* [Problem details] Where a line of the following data contains the string "Some", include it in the tally. Report the total alone.
######
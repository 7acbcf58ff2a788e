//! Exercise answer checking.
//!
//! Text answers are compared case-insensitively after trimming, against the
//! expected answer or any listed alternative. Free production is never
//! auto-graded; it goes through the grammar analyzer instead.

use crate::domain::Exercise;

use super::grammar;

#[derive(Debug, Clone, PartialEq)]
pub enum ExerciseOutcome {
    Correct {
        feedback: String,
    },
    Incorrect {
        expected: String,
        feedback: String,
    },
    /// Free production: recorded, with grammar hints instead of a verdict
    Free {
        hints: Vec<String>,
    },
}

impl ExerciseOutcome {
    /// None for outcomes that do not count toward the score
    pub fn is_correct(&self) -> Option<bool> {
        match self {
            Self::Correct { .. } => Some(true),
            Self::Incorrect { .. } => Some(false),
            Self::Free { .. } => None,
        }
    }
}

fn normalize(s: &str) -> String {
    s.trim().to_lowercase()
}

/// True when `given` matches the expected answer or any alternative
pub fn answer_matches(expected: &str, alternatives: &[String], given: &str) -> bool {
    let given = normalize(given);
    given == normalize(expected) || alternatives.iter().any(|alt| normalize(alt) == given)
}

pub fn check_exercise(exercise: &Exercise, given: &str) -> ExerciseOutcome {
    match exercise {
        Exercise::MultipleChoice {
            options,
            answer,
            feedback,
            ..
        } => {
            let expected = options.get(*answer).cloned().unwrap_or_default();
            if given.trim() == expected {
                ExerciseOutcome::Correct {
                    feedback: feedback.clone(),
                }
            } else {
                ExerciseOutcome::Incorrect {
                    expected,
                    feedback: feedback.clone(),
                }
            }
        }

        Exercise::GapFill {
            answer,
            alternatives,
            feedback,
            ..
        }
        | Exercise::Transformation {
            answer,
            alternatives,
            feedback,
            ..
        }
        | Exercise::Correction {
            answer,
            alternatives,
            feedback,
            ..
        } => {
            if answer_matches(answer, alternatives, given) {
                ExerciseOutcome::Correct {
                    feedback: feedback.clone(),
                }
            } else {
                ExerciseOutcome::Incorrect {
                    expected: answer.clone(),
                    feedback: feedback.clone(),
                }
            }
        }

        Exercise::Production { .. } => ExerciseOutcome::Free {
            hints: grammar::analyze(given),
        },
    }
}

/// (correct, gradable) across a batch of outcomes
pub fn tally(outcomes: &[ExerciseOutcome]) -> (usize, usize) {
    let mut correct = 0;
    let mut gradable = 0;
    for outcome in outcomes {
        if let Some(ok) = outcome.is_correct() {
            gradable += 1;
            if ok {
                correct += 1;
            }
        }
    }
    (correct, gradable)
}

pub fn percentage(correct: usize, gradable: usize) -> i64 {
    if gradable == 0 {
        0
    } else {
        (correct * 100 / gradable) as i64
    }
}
######
* [Written answer] 3